Last week, OpenAI, the maker of ChatGPT, announced a new initiative to bring its artificial intelligence (AI) tools to the government sector. The tech company announced that its established collaborations with the U.S. National Labs, the Air Force Research Laboratory, NASA, NIH, and the Treasury will be brought under OpenAI for Government, which will provide the ChatGPT Gov product to U.S. federal, state, and local governments.
The software developer was also awarded a $200 million contract to provide the Pentagon with new AI tools.
“Under this award, the performer will develop prototype frontier AI capabilities to address critical national security challenges in both warfighting and enterprise domains,” the Department of Defense (DoD) announced.
The Vanguard of OpenAI for Government
According to a blog post last week, the DoD contract will be the first OpenAI for Government initiative, explaining that it will bring the company’s “industry-leading expertise” to the Pentagon.

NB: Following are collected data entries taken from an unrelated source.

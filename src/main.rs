mod classifier;
mod commands;
mod config;
mod corpus;
mod diagnostics;
mod error;
mod resolver;
mod types;

use std::path::PathBuf;
use std::process::ExitCode;

use clap::{Parser, Subcommand};
use tracing::Level;

/// Command-line arguments.
#[derive(Parser)]
#[command(
    name = "adoc-xref",
    version,
    about = "Turn published documentation links into AsciiDoc xrefs",
    long_about = None
)]
struct Cli {
    /// Subcommand to run.
    #[command(subcommand)]
    command: Commands,
    /// Only print errors
    #[arg(short, long, global = true, conflicts_with = "verbose")]
    quiet: bool,
    /// Log resolution steps (-v) or every file skipped (-vv)
    #[arg(short, long, global = true, action = clap::ArgAction::Count)]
    verbose: u8,
}

/// Available subcommands.
#[derive(Subcommand)]
enum Commands {
    /// Print the shape and captured fields of a link
    Classify {
        /// Published documentation link
        link: String,
        /// Output as JSON
        #[arg(long)]
        json: bool,
    },
    /// List documents declaring an anchor id
    Find {
        /// Anchor id to search for
        anchor: String,
        /// Corpus root (defaults to the config file's `root`, then `.`)
        #[arg(long)]
        root: Option<PathBuf>,
        /// List every declaring document, not just the first
        #[arg(long)]
        all: bool,
    },
    /// Convert a link into an xref (prompts when no link is given)
    Resolve {
        /// Published documentation link
        link: Option<String>,
        /// Corpus root (defaults to the config file's `root`, then `.`)
        #[arg(long)]
        root: Option<PathBuf>,
        /// Use the target document's title as the link text
        #[arg(long)]
        label: bool,
        /// Output the full resolution as JSON
        #[arg(long)]
        json: bool,
    },
    /// Print the title of a document
    Title {
        /// Document to read
        file: PathBuf,
    },
}

fn main() -> ExitCode {
    let cli = Cli::parse();
    init_logging(cli.quiet, cli.verbose);

    let result = match &cli.command {
        Commands::Classify { link, json } => commands::classify(link, *json),
        Commands::Find { anchor, root, all } => commands::find(anchor, root.as_deref(), *all),
        Commands::Resolve { link, root, label, json } => {
            commands::resolve(link.as_deref(), root.as_deref(), *label, *json)
        },
        Commands::Title { file } => commands::title(file),
    };

    return match result {
        Ok(()) => ExitCode::SUCCESS,
        // Exit code: unresolved link (1), anything else (2).
        Err(e) => {
            diagnostics::print_error(&e);
            if e.is_unresolved_link() { ExitCode::from(1) } else { ExitCode::from(2) }
        },
    };
}

/// Install the stderr log subscriber. Stdout is reserved for command output.
fn init_logging(quiet: bool, verbose: u8) {
    let level = match (quiet, verbose) {
        (true, _) => Level::ERROR,
        (false, 0) => Level::WARN,
        (false, 1) => Level::INFO,
        (false, _) => Level::DEBUG,
    };
    tracing_subscriber::fmt()
        .with_max_level(level)
        .with_target(false)
        .with_writer(std::io::stderr)
        .compact()
        .init();
}
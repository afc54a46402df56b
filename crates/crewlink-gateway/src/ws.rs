// SPDX-FileCopyrightText: 2026 Crewlink Contributors
// SPDX-License-Identifier: MIT OR Apache-2.0

//! WebSocket handler for the real-time chat connection.
//!
//! Each accepted connection gets a sender task forwarding bus payloads to
//! the socket and a read loop dispatching client events. The authenticated
//! user id is captured once at the handshake and passed by value into every
//! handler; there is no mutable per-connection session state to reassign.

use axum::{
    extract::{
        Query, State,
        ws::{Message, WebSocket, WebSocketUpgrade},
    },
    http::{HeaderMap, StatusCode},
    response::{IntoResponse, Response},
};
use futures::{SinkExt, StreamExt};
use tracing::{debug, warn};

use crewlink_chat::{messages, outbound_channel};
use crewlink_core::CrewlinkError;
use crewlink_core::time::now_rfc3339;
use crewlink_core::types::{Room, User};

use crate::auth::{self, WsAuthQuery};
use crate::events::{ClientEvent, ServerEvent};
use crate::server::GatewayState;

/// WebSocket upgrade handler.
///
/// Authentication happens here, before the upgrade: a handshake without a
/// decodable identity is refused outright and no event handler ever runs.
pub async fn ws_handler(
    ws: WebSocketUpgrade,
    Query(params): Query<WsAuthQuery>,
    headers: HeaderMap,
    State(state): State<GatewayState>,
) -> Response {
    let Some(user_id) = auth::authenticate(&headers, params.token.as_deref()) else {
        warn!("websocket handshake rejected: missing or undecodable token");
        return StatusCode::UNAUTHORIZED.into_response();
    };

    // Record the identity so direct-message existence checks can see it.
    let user = User {
        id: user_id.clone(),
        display_name: None,
        created_at: now_rfc3339(),
    };
    if let Err(e) = state.store.upsert_user(&user).await {
        warn!(error = %e, user_id = %user_id, "failed to record user at handshake");
    }

    ws.on_upgrade(move |socket| handle_socket(socket, state, user_id))
}

/// Handle an individual authenticated WebSocket connection.
///
/// Spawns a sender task forwarding bus payloads to the client and reads
/// client frames until close or network failure. On disconnect all
/// per-connection bookkeeping is released; nothing durable changes.
async fn handle_socket(socket: WebSocket, state: GatewayState, user_id: String) {
    let (mut ws_sender, mut ws_receiver) = socket.split();
    let conn_id = uuid::Uuid::new_v4().to_string();

    let (tx, mut rx) = outbound_channel();
    state.bus.register(&conn_id, tx);

    let sender_task = tokio::spawn(async move {
        while let Some(payload) = rx.recv().await {
            if ws_sender.send(Message::Text(payload.into())).await.is_err() {
                break;
            }
        }
    });

    debug!(conn_id = %conn_id, user_id = %user_id, "connection established");

    while let Some(Ok(msg)) = ws_receiver.next().await {
        match msg {
            Message::Text(text) => {
                let text_str: &str = &text;
                let event: ClientEvent = match serde_json::from_str(text_str) {
                    Ok(event) => event,
                    Err(e) => {
                        warn!(conn_id = %conn_id, "invalid client frame: {e}");
                        continue;
                    }
                };
                handle_event(&state, &conn_id, &user_id, event).await;
            }
            Message::Close(_) => break,
            _ => {} // Ignore binary; ping/pong handled by the protocol layer.
        }
    }

    state.bus.unregister(&conn_id);
    sender_task.abort();
    debug!(conn_id = %conn_id, user_id = %user_id, "connection closed");
}

/// Dispatch one client event. Operation failures surface as events scoped to
/// this connection; they never tear the connection down.
async fn handle_event(state: &GatewayState, conn_id: &str, user_id: &str, event: ClientEvent) {
    match event {
        ClientEvent::JoinCityRoom { city_code } => {
            match state.registry.resolve_city(&city_code).await {
                Ok(room) => join_and_replay(state, conn_id, &room).await,
                Err(e) => send_operation_error(state, conn_id, &e).await,
            }
        }
        ClientEvent::JoinDmRoom { other_user_id } => {
            match state.registry.resolve_dm(user_id, &other_user_id).await {
                Ok(room) => join_and_replay(state, conn_id, &room).await,
                Err(e) => send_operation_error(state, conn_id, &e).await,
            }
        }
        ClientEvent::JoinRoom { room_id } => {
            match state.registry.resolve_existing(&room_id, user_id).await {
                Ok(room) => join_and_replay(state, conn_id, &room).await,
                Err(e) => send_operation_error(state, conn_id, &e).await,
            }
        }
        ClientEvent::SendMessage { room_id, content } => {
            match messages::append(state.store.as_ref(), &room_id, user_id, &content).await {
                Ok(message) => {
                    // Everyone subscribed gets the broadcast, the sender
                    // included; the ack follows on the sender's connection.
                    if let Some(payload) =
                        encode(&ServerEvent::NewMessage { message: message.clone() })
                    {
                        state.bus.publish(&room_id, &payload).await;
                    }
                    send_event(state, conn_id, &ServerEvent::sent(message)).await;
                }
                Err(e) => send_operation_error(state, conn_id, &e).await,
            }
        }
        ClientEvent::SendAiMessage { topic_key, message } => {
            match state.concierge.handle(user_id, &topic_key, &message).await {
                Ok(content) => {
                    send_event(
                        state,
                        conn_id,
                        &ServerEvent::AiResponse {
                            content,
                            topic_key,
                        },
                    )
                    .await;
                }
                Err(e) => {
                    // Model backend failures never escape as connection
                    // errors; the user sees a fixed message and the
                    // connection stays usable.
                    send_event(
                        state,
                        conn_id,
                        &ServerEvent::AiError {
                            error: crewlink_concierge::user_message(&e).to_string(),
                        },
                    )
                    .await;
                }
            }
        }
        ClientEvent::ClearAiConversation { topic_key } => {
            state.concierge.clear(user_id, &topic_key);
            send_event(
                state,
                conn_id,
                &ServerEvent::AiConversationCleared { topic_key },
            )
            .await;
        }
    }
}

/// Subscribe the connection, ack the join, then replay history oldest-first
/// as its own event.
async fn join_and_replay(state: &GatewayState, conn_id: &str, room: &Room) {
    state.bus.join(conn_id, &room.id);
    send_event(state, conn_id, &ServerEvent::joined(&room.id)).await;

    match messages::history_oldest_first(state.store.as_ref(), &room.id, messages::HISTORY_LIMIT)
        .await
    {
        Ok(history) => {
            send_event(
                state,
                conn_id,
                &ServerEvent::MessageHistory {
                    room_id: room.id.clone(),
                    messages: history,
                },
            )
            .await;
        }
        Err(e) => send_operation_error(state, conn_id, &e).await,
    }
}

async fn send_operation_error(state: &GatewayState, conn_id: &str, err: &CrewlinkError) {
    debug!(conn_id = %conn_id, error = %err, "operation failed");
    send_event(
        state,
        conn_id,
        &ServerEvent::Error {
            error: err.to_string(),
        },
    )
    .await;
}

async fn send_event(state: &GatewayState, conn_id: &str, event: &ServerEvent) {
    if let Some(payload) = encode(event) {
        state.bus.send_to(conn_id, &payload).await;
    }
}

fn encode(event: &ServerEvent) -> Option<String> {
    match serde_json::to_string(event) {
        Ok(payload) => Some(payload),
        Err(e) => {
            tracing::error!("failed to encode server event: {e}");
            None
        }
    }
}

“[The technology] helps the Defense Department identify and prototype how frontier AI can transform its administrative operations, from improving how service members and their families get health care, to streamlining how they look at program and acquisition data, to supporting proactive cyber defense,” the company said in the post. “All use cases must be consistent with OpenAI’s usage policies and guidelines.”
The DoD award specified that the Chief Digital & AI Officer (CDAO) would be the “contracting activity.” That position was only created in 2022 to merge existing AI efforts. It is currently overseen by the Office of the Secretary of Defense and serves as a central hub providing expertise, services, and supporting “infrastructure” for AI projects across the armed services and defense agencies, Breaking Defense explained.

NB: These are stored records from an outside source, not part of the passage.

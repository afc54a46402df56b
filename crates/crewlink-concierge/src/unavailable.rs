// SPDX-FileCopyrightText: 2026 Crewlink Contributors
// SPDX-License-Identifier: MIT OR Apache-2.0

//! No-op concierge capability used when the feature is disabled.

use async_trait::async_trait;

use crewlink_core::types::{ConciergeReply, ConciergeRequest};
use crewlink_core::{ConciergeProvider, CrewlinkError, HealthStatus, PluginAdapter};

/// Stand-in provider wired when no model backend is configured.
///
/// Reports itself unavailable; `complete` is unreachable through the session
/// but fails closed if called directly.
pub struct UnavailableConcierge;

#[async_trait]
impl PluginAdapter for UnavailableConcierge {
    fn name(&self) -> &str {
        "unavailable"
    }

    fn version(&self) -> semver::Version {
        semver::Version::new(0, 1, 0)
    }

    async fn health_check(&self) -> Result<HealthStatus, CrewlinkError> {
        Ok(HealthStatus::Unhealthy("concierge not configured".to_string()))
    }

    async fn shutdown(&self) -> Result<(), CrewlinkError> {
        Ok(())
    }
}

#[async_trait]
impl ConciergeProvider for UnavailableConcierge {
    fn available(&self) -> bool {
        false
    }

    async fn complete(
        &self,
        _request: ConciergeRequest,
    ) -> Result<ConciergeReply, CrewlinkError> {
        Err(CrewlinkError::ConciergeUnavailable)
    }
}
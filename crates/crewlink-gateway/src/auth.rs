// SPDX-FileCopyrightText: 2026 Crewlink Contributors
// SPDX-License-Identifier: MIT OR Apache-2.0

//! Connection authentication for the gateway.
//!
//! Token verification lives with the identity service; the chat core only
//! *decodes* the bearer token to bind a user id to the connection. A token
//! arrives either as the `token` query parameter of the WebSocket handshake
//! or as an `Authorization`-style header, with an optional `Bearer ` prefix
//! in both positions. No token or no usable `sub` claim is connection-fatal:
//! the handshake is rejected before any event handler runs.

use axum::http::HeaderMap;
use base64::Engine;
use serde::Deserialize;

/// Query parameters accepted on the WebSocket handshake.
#[derive(Debug, Deserialize)]
pub struct WsAuthQuery {
    /// Bearer token carried in the handshake.
    #[serde(default)]
    pub token: Option<String>,
}

/// JWT claims we care about.
#[derive(Debug, Deserialize)]
struct Claims {
    #[serde(default)]
    sub: Option<String>,
}

/// Resolve the authenticated user id from the handshake, query token first.
pub fn authenticate(headers: &HeaderMap, query_token: Option<&str>) -> Option<String> {
    let token = query_token
        .map(str::to_string)
        .or_else(|| header_token(headers))?;
    decode_subject(&token)
}

fn header_token(headers: &HeaderMap) -> Option<String> {
    headers
        .get("authorization")
        .and_then(|v| v.to_str().ok())
        .map(str::to_string)
}

/// Decode (not verify) a JWT and return its non-empty `sub` claim.
pub fn decode_subject(raw: &str) -> Option<String> {
    let token = raw.strip_prefix("Bearer ").unwrap_or(raw).trim();
    if token.is_empty() {
        return None;
    }
    let mut parts = token.split('.');
    let _header = parts.next()?;
    let payload = parts.next()?;
    let bytes = base64::engine::general_purpose::URL_SAFE_NO_PAD
        .decode(payload)
        .ok()?;
    let claims: Claims = serde_json::from_slice(&bytes).ok()?;
    claims.sub.filter(|sub| !sub.is_empty())
}
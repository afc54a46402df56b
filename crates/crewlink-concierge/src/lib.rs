// SPDX-FileCopyrightText: 2026 Crewlink Contributors
// SPDX-License-Identifier: MIT OR Apache-2.0

//! AI concierge side-channel for the Crewlink chat core.
//!
//! The session keeps a bounded, process-local conversation per
//! `(user, topic)` and routes messages through whatever
//! [`crewlink_core::ConciergeProvider`] was wired at construction time.
//! Model failures never escape as connection errors; they come back as
//! distinct user-facing messages.

pub mod session;
pub mod unavailable;

pub use session::{
    ConciergeSession, HISTORY_WINDOW, PROCESSING_ERROR_MESSAGE, UNAVAILABLE_MESSAGE,
    user_message,
};
pub use unavailable::UnavailableConcierge;
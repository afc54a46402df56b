// SPDX-FileCopyrightText: 2026 Crewlink Contributors
// SPDX-License-Identifier: MIT OR Apache-2.0

//! Chat domain logic for Crewlink: room resolution, message append/history,
//! and in-process broadcast fan-out.
//!
//! The gateway crate drives these pieces from its WebSocket event loop; they
//! stay transport-agnostic so the REST surface and tests can use them too.

pub mod broadcast;
pub mod messages;
pub mod registry;

pub use broadcast::{RoomBus, outbound_channel};
pub use messages::HISTORY_LIMIT;
pub use registry::RoomRegistry;
// SPDX-FileCopyrightText: 2026 Crewlink Contributors
// SPDX-License-Identifier: MIT OR Apache-2.0

//! Message append and history replay over the chat store.
//!
//! The store query is newest-first; the replay flow hands clients the
//! oldest-first order so a UI can append-render without reversing. That
//! reordering is part of the contract here, not an incidental detail.

use uuid::Uuid;

use crewlink_core::time::now_rfc3339;
use crewlink_core::types::ChatMessage;
use crewlink_core::{ChatStore, CrewlinkError};

/// Number of messages replayed to a connection when it joins a room.
pub const HISTORY_LIMIT: i64 = 50;

/// Validate, stamp, and persist a new message.
///
/// Rejects empty content before anything is written; the timestamp is
/// server-assigned.
pub async fn append(
    store: &dyn ChatStore,
    room_id: &str,
    sender_id: &str,
    content: &str,
) -> Result<ChatMessage, CrewlinkError> {
    if content.trim().is_empty() {
        return Err(CrewlinkError::Validation("message content must not be empty".into()));
    }
    if store.get_room(room_id).await?.is_none() {
        return Err(CrewlinkError::NotFound {
            entity: "room",
            id: room_id.to_string(),
        });
    }

    let message = ChatMessage {
        id: Uuid::new_v4().to_string(),
        room_id: room_id.to_string(),
        sender_id: sender_id.to_string(),
        content: content.to_string(),
        created_at: now_rfc3339(),
    };
    store.insert_message(&message).await?;
    Ok(message)
}

/// The most recent `limit` messages, oldest first, ready for replay.
pub async fn history_oldest_first(
    store: &dyn ChatStore,
    room_id: &str,
    limit: i64,
) -> Result<Vec<ChatMessage>, CrewlinkError> {
    let mut messages = store.recent_messages(room_id, limit).await?;
    messages.reverse();
    Ok(messages)
}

Overcoming Barriers to Entry
Although Open AI for Government is designed to foster greater collaboration, it will still need to navigate a myriad of obstacles within all levels of government.
“As OpenAI says, their initiative is just getting started, and the federal government writ large imposes many adoption barriers, so I don’t see this having any particular near-term effect,” suggested Dr. Jim Purtilo.
“Many other tech firms will quickly emerge to compete for fed business,” Purtilo told ClearanceJobs. “As one of the world’s largest bureaucracies, the feds absolutely should assess AI’s potential savings, but today would be the wrong time to lock in expensive contracts.”
He warned that even the tech world doesn’t yet know all the other consequences of shifting to these tools, nor do we know best practices for federated migration to their use.
“You can’t just flip a switch and declare victory, ‘yeah, we’re using AI!'” Purtilo warned.
Pilot Programs Coming?
It is unclear how quickly AI might be adopted at different levels of government, but given the advances in this technology, it may be impossible to keep pace. Yet, on the other hand, we still haven’t fully understood all the potential repercussions.
“What I’d really like is for early adopters in the government to be selected strategically for pilot projects, with extra consideration given to explicit study of adoption challenges and costs,” Purtilo added. “We should give managers a risk-reduction road map. If we are not measuring efficacy in the use of new technologies, then we don’t know whether stakeholders are being given the best value.”
Moreover, there are still significant differences between the government’s adoption of AI and that of the public sector.
“Deployment practices typical of the federal government could well dampen much of the value,” Dr. Purtilo noted. “AI’s big impacts likely come from streamlining end-to-end business processes, but current federal rules (and regulations) would require that many discrete operations be preserved. This severely restricts the use of AI. The win might be in fully eliminating bureaucratic steps in ossified administrative silos. Still, unlike their public-sector counterparts, federal managers may be constrained to follow stuffy old-millennium workflow.”
That could inform leadership a while to work out, while there may be even more specific considerations to AI adoption within the DoD.
“It is tempting to think we can win big savings by looking at ‘ordinary’ business processes, but poor choices in AI adoption can still pose indirect risks to warfighters,” said Purtilo. “A bursar who makes injudicious use of AI in handling HR matters for military personnel could inadvertently put them in harm’s way by exposing data to a bad actor. A little planning will go a long way.”